Interner Machtkampf
Seehofer entzweit die Union

Die Ministerposten der Union sind verteilt. Doch mit der Nominierung von Horst Seehofer musste Angela Merkel eine Kröte schlucken. Die Personalie gilt als neuerlicher Affront Edmund Stoibers gegen die designierte Kanzlerin. Lachender Dritter: SPD-Chef Franz Müntefering.

HB BERLIN. Merkel ist, zurückhaltend ausgedrückt, wenig erfreut, dass CSU-Chef Edmund Stoiber ihr ausgerechnet ihren Kritiker Horst Seehofer als Minister für Verbraucherschutz und Landwirtschaft ins Kabinett gesetzt hat. Nach außen nehmen es die Spitzenpolitiker der Union vorerst gelassen, dass die CSU nun ausgerechnet Seehofer in das Regierungsteam einziehen lassen will. So hart wie FDP-Chef Guido Westerwelle ("Merkel wird eingemauert") will noch niemand aus der ersten Reihe Stoiber rüffeln. Niedersachsens Ministerpräsident Christian Wulff formuliert elegant, dass eine Mannschaft besser werden könne, "wenn auch die Individualisten einbezogen werden".

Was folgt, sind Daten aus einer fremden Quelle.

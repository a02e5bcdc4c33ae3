//! Result aggregation across SCM platforms.
//!
//! One `RuleResult` exists per unique rule id per run: platform variants of
//! the same logical rule merge into it. Error lists concatenate as-is — they
//! were already deduplicated per platform.

use crate::model::ScmPlatform;
use crate::validator::SchemaError;
use serde::Serialize;
use std::collections::BTreeMap;

#[derive(Debug, Clone, Serialize)]
pub struct RuleResult {
    pub rule_name: String,
    pub valid: bool,
    pub schema_errors: Vec<SchemaError>,
    pub failure_message: String,
}

/// Aggregate counters for the run summary.
#[derive(Debug, Clone, Default, Serialize)]
pub struct OutputSummary {
    pub total_owners: usize,
    pub total_repositories: usize,
    pub total_pipelines: usize,
    pub total_rules_evaluated: usize,
    pub total_failed_rules: usize,
    /// Rule-customization URL, shown when running without entitlement.
    pub url: Option<String>,
}

pub type RuleResults = BTreeMap<u32, RuleResult>;

/// Merge one platform evaluation into the per-id results. A rule is valid
/// overall only if it is valid on every platform it was evaluated against.
pub fn merge_rule_result(
    results: &mut RuleResults,
    unique_id: u32,
    rule_name: &str,
    failure_message: &str,
    schema_errors: Vec<SchemaError>,
) {
    let valid = schema_errors.is_empty();
    match results.get_mut(&unique_id) {
        Some(existing) => {
            existing.schema_errors.extend(schema_errors);
            if !valid {
                existing.valid = false;
            }
        }
        None => {
            results.insert(
                unique_id,
                RuleResult {
                    rule_name: rule_name.to_string(),
                    valid,
                    schema_errors,
                    failure_message: failure_message.to_string(),
                },
            );
        }
    }
}

/// Reduce local-directory results: a single directory was speculatively
/// evaluated as both GitHub- and GitLab-shaped, so a failed rule keeps only
/// the platform variant that reported the most errors. Equal counts keep the
/// first platform in the fixed github -> gitlab order.
pub fn reduce_local_rule_results(results: RuleResults) -> RuleResults {
    results
        .into_iter()
        .map(|(unique_id, result)| {
            if result.valid {
                return (unique_id, result);
            }

            let mut errors_by_scm: BTreeMap<ScmPlatform, Vec<SchemaError>> = BTreeMap::new();
            for error in result.schema_errors {
                errors_by_scm
                    .entry(error.scm_platform)
                    .or_default()
                    .push(error);
            }

            let mut kept: Vec<SchemaError> = Vec::new();
            for scm in ScmPlatform::ALL {
                if let Some(errors) = errors_by_scm.remove(&scm) {
                    if errors.len() > kept.len() {
                        kept = errors;
                    }
                }
            }

            (
                unique_id,
                RuleResult {
                    rule_name: result.rule_name,
                    valid: false,
                    schema_errors: kept,
                    failure_message: result.failure_message,
                },
            )
        })
        .collect()
}
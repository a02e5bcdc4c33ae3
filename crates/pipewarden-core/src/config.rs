use crate::error::ScanError;
use crate::model::ScmPlatform;
use std::collections::BTreeMap;
use std::path::{Path, PathBuf};

/// Where licensed users pick their rule subset.
pub const TOKEN_GENERATION_URL: &str = "https://pipewarden.dev/selective-rules";

/// JSON-file-backed configuration store under the pipewarden home directory.
///
/// Layout:
///   <home>/config.json               key/value settings (token, ...)
///   <home>/repo_files/<scm>.json     normalized snapshots written by connectors
///   <home>/rules/<scm>/*.json        synced built-in rules
///   <home>/rules/<scm>/custom/*.json user-authored rules
#[derive(Debug, Clone)]
pub struct ConfigStore {
    home: PathBuf,
}

impl ConfigStore {
    /// Resolve the home directory: `$PIPEWARDEN_HOME`, else `~/.pipewarden`.
    pub fn new() -> Result<ConfigStore, ScanError> {
        if let Ok(home) = std::env::var("PIPEWARDEN_HOME") {
            return Ok(ConfigStore { home: PathBuf::from(home) });
        }
        let user_home = std::env::var("HOME")
            .map_err(|_| ScanError::Config("cannot resolve home directory".to_string()))?;
        Ok(ConfigStore {
            home: Path::new(&user_home).join(".pipewarden"),
        })
    }

    /// Use an explicit home directory (tests, sandboxed runs).
    pub fn with_home(home: impl Into<PathBuf>) -> ConfigStore {
        ConfigStore { home: home.into() }
    }

    pub fn home(&self) -> &Path {
        &self.home
    }

    pub fn snapshot_path(&self, scm: ScmPlatform) -> PathBuf {
        self.home.join("repo_files").join(format!("{}.json", scm.as_str()))
    }

    pub fn rules_dir(&self, scm: ScmPlatform) -> PathBuf {
        self.home.join("rules").join(scm.as_str())
    }

    fn config_path(&self) -> PathBuf {
        self.home.join("config.json")
    }

    fn read_settings(&self) -> Result<BTreeMap<String, String>, ScanError> {
        let path = self.config_path();
        if !path.exists() {
            return Ok(BTreeMap::new());
        }
        let content = std::fs::read_to_string(&path)
            .map_err(|e| ScanError::Config(format!("failed to read {}: {e}", path.display())))?;
        serde_json::from_str(&content)
            .map_err(|e| ScanError::Config(format!("failed to parse {}: {e}", path.display())))
    }

    fn write_settings(&self, settings: &BTreeMap<String, String>) -> Result<(), ScanError> {
        std::fs::create_dir_all(&self.home)
            .map_err(|e| ScanError::Config(format!("failed to create {}: {e}", self.home.display())))?;
        let content = serde_json::to_string_pretty(settings)
            .map_err(|e| ScanError::Config(e.to_string()))?;
        std::fs::write(self.config_path(), content)
            .map_err(|e| ScanError::Config(format!("failed to write config: {e}")))
    }

    pub fn get(&self, key: &str) -> Result<Option<String>, ScanError> {
        Ok(self.read_settings()?.get(key).cloned())
    }

    pub fn set(&self, key: &str, value: &str) -> Result<(), ScanError> {
        let mut settings = self.read_settings()?;
        settings.insert(key.to_string(), value.to_string());
        self.write_settings(&settings)
    }

    pub fn clear(&self, key: &str) -> Result<(), ScanError> {
        let mut settings = self.read_settings()?;
        settings.remove(key);
        self.write_settings(&settings)
    }

    /// Write built-in rule files into the home rules directory, refreshing
    /// existing ones so upgraded defaults take effect.
    pub fn sync_rules(
        &self,
        scm: ScmPlatform,
        files: &[(&str, &str)],
    ) -> Result<(), ScanError> {
        let dir = self.rules_dir(scm);
        std::fs::create_dir_all(&dir)
            .map_err(|e| ScanError::Config(format!("failed to create {}: {e}", dir.display())))?;
        for (filename, content) in files {
            let path = dir.join(filename);
            std::fs::write(&path, content)
                .map_err(|e| ScanError::Config(format!("failed to write {}: {e}", path.display())))?;
        }
        Ok(())
    }
}
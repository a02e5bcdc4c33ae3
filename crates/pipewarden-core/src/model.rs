use regex::Regex;
use serde::{Deserialize, Serialize};
use std::collections::BTreeMap;
use std::fmt;

/// Sentinel substituted for a literal `.` in pipeline-file map keys.
///
/// Schema violation paths are split into segments when they are mapped back
/// to owner/repo/file locations, so a dotted filename key would be misread as
/// extra path segments. Every key inserted into the normalized tree must go
/// through [`escape_json_key`] first.
pub const ESCAPED_DOT: &str = "[ESCAPED_DOT]";

/// Sentinel substituted for `{{ ... }}` template interpolations so the parsed
/// YAML stays statically analyzable.
pub const DYNAMIC_VALUE: &str = "DYNAMIC_VALUE";

/// Source-control platform a repository tree was fetched from.
#[derive(Debug, Clone, Copy, PartialEq, Eq, PartialOrd, Ord, Hash, Serialize, Deserialize)]
#[serde(rename_all = "lowercase")]
pub enum ScmPlatform {
    Github,
    Gitlab,
}

impl ScmPlatform {
    /// Fixed evaluation order; also the tie-break order for local-run
    /// result reduction.
    pub const ALL: [ScmPlatform; 2] = [ScmPlatform::Github, ScmPlatform::Gitlab];

    pub fn as_str(&self) -> &'static str {
        match self {
            ScmPlatform::Github => "github",
            ScmPlatform::Gitlab => "gitlab",
        }
    }

    pub fn label(&self) -> &'static str {
        match self {
            ScmPlatform::Github => "Github",
            ScmPlatform::Gitlab => "Gitlab",
        }
    }
}

impl fmt::Display for ScmPlatform {
    fn fmt(&self, f: &mut fmt::Formatter<'_>) -> fmt::Result {
        f.write_str(self.as_str())
    }
}

/// CI/CD platform a pipeline file belongs to (its `origin`).
#[derive(Debug, Clone, Copy, PartialEq, Eq, PartialOrd, Ord, Hash, Serialize, Deserialize)]
#[serde(rename_all = "snake_case")]
pub enum CiPlatform {
    GithubActions,
    JfrogPipelines,
    GitlabCi,
}

impl CiPlatform {
    pub const ALL: [CiPlatform; 3] = [
        CiPlatform::GithubActions,
        CiPlatform::JfrogPipelines,
        CiPlatform::GitlabCi,
    ];

    pub fn as_str(&self) -> &'static str {
        match self {
            CiPlatform::GithubActions => "github_actions",
            CiPlatform::JfrogPipelines => "jfrog_pipelines",
            CiPlatform::GitlabCi => "gitlab_ci",
        }
    }

    pub fn label(&self) -> &'static str {
        match self {
            CiPlatform::GithubActions => "Github Actions",
            CiPlatform::JfrogPipelines => "Jfrog Pipelines",
            CiPlatform::GitlabCi => "Gitlab CI",
        }
    }

    /// Key of the per-repository file map in the normalized tree.
    pub fn tree_key(&self) -> &'static str {
        match self {
            CiPlatform::GithubActions => "github-actions-workflows",
            CiPlatform::JfrogPipelines => "jfrog-pipelines",
            CiPlatform::GitlabCi => "gitlab-ci",
        }
    }

    /// Regex a repository-relative path must match to count as a pipeline
    /// file of this platform.
    pub fn file_regex(&self) -> &'static str {
        match self {
            CiPlatform::GithubActions => r"\.github/workflows/.*\.ya?ml",
            CiPlatform::JfrogPipelines => r"jfrog.*\.ya?ml",
            CiPlatform::GitlabCi => r"\.gitlab-ci\.ya?ml",
        }
    }

    pub fn valid_on(&self, scm: ScmPlatform) -> bool {
        match self {
            CiPlatform::GithubActions => scm == ScmPlatform::Github,
            CiPlatform::JfrogPipelines => true,
            CiPlatform::GitlabCi => scm == ScmPlatform::Gitlab,
        }
    }

    pub fn from_tree_key(key: &str) -> Option<CiPlatform> {
        Self::ALL.iter().copied().find(|p| p.tree_key() == key)
    }
}

/// A single pipeline definition file with its YAML already converted to JSON.
#[derive(Debug, Clone, Serialize, Deserialize)]
#[serde(rename_all = "camelCase")]
pub struct PipelineFile {
    pub relative_path: String,
    pub filename: String,
    pub origin: CiPlatform,
    #[serde(default)]
    pub content: serde_json::Value,
}

/// Map from escaped file-stem key to pipeline file.
pub type PipelineFiles = BTreeMap<String, PipelineFile>;

/// GitHub organization or user as observed by a connector.
#[derive(Debug, Clone, Serialize, Deserialize)]
pub struct GithubOwner {
    #[serde(rename = "ownerName")]
    pub name: String,
    #[serde(rename = "ownerType", default)]
    pub owner_type: String,
    #[serde(default)]
    pub id: u64,
    #[serde(default)]
    pub repositories: BTreeMap<String, GithubRepository>,
}

#[derive(Debug, Clone, Serialize, Deserialize)]
pub struct GithubRepository {
    pub name: String,
    #[serde(rename = "fullName", default)]
    pub full_name: String,
    #[serde(default)]
    pub id: u64,
    #[serde(rename = "programmingLanguages", default)]
    pub programming_languages: Option<Vec<String>>,
    #[serde(rename = "github-actions-workflows", default)]
    pub github_actions_workflows: PipelineFiles,
    #[serde(rename = "jfrog-pipelines", default)]
    pub jfrog_pipelines: PipelineFiles,
}

/// GitLab group as observed by a connector.
#[derive(Debug, Clone, Serialize, Deserialize)]
pub struct GitlabGroup {
    #[serde(rename = "groupName")]
    pub name: String,
    #[serde(default)]
    pub id: u64,
    #[serde(default)]
    pub projects: BTreeMap<String, GitlabProject>,
}

#[derive(Debug, Clone, Serialize, Deserialize)]
pub struct GitlabProject {
    pub name: String,
    #[serde(rename = "fullName", default)]
    pub full_name: String,
    #[serde(default)]
    pub id: u64,
    #[serde(rename = "gitlab-ci", default)]
    pub gitlab_ci: PipelineFiles,
    #[serde(rename = "jfrog-pipelines", default)]
    pub jfrog_pipelines: PipelineFiles,
}

/// Full normalized tree for one SCM platform, keyed by owner/group name.
pub type GithubData = BTreeMap<String, GithubOwner>;
pub type GitlabData = BTreeMap<String, GitlabGroup>;

/// Escape literal dots in a map key so path-segment parsing stays unambiguous.
pub fn escape_json_key(key: &str) -> String {
    key.replace('.', ESCAPED_DOT)
}

pub fn unescape_json_key(key: &str) -> String {
    key.replace(ESCAPED_DOT, ".")
}

/// Convert raw pipeline YAML to a JSON tree, replacing `{{ ... }}` template
/// interpolations with the [`DYNAMIC_VALUE`] sentinel first. `${{ ... }}`
/// (GitHub Actions expressions) are left untouched.
pub fn yaml_to_json(content: &str) -> anyhow::Result<serde_json::Value> {
    let re = Regex::new(r"(^|[^$\{])\{\{[^\}]*\}\}").expect("static regex");
    let replaced = re.replace_all(content, format!("${{1}} {DYNAMIC_VALUE}"));
    let value: serde_json::Value = serde_yaml::from_str(&replaced)?;
    Ok(value)
}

Intern wird die Nominierung Seefofers als Angriff Stoibers gegen Merkel gewertet. Eine Woche nachdem er die Richtlinienkompetenz der Kanzlerin in Frage stellte, wird dem Bayern nun in der großen Schwesterpartei mangelnder Mut unterstellt. Stoiber, so die Ansicht, habe sich schlicht nicht getraut, einen Seehofer ohne Amt und Bindung frei durchs Land ziehen zu lassen.

Es habe bei Stoiber die Furcht bestanden, dass "der Horst" als selbst ernannter Bewahrer des Sozialen für eine Unruhe in der CSU sorgen könne, die auch er als Vorsitzender in Berlin nicht einfangen könne. Stattdessen müsse nun Merkel mit Seehofer am Kabinettstisch klarkommen. "Jene, die sich in Opposition zu Frau Merkel befinden, kommen jetzt zum Zuge - die SPD und Seehofer", schimpft CDU - Bundesvorstandsmitglied Heinrich-Wilhelm Ronsöhr.

Nicht vergessen sind in der Union auch manche andere als Schnitzer empfundenen Aktionen Stoibers aus der jüngsten Vergangenheit: seine starre Haltung nach Verabschiedung des Wahlprogramms zur Verwendung der Mehrwertsteuererhöhung etwa. Da ließ er Kanzlerkandidatin Merkel im Regen stehen. Oder seine als Schelte aufgefassten Äußerungen über das Wahlverhalten im Osten im August.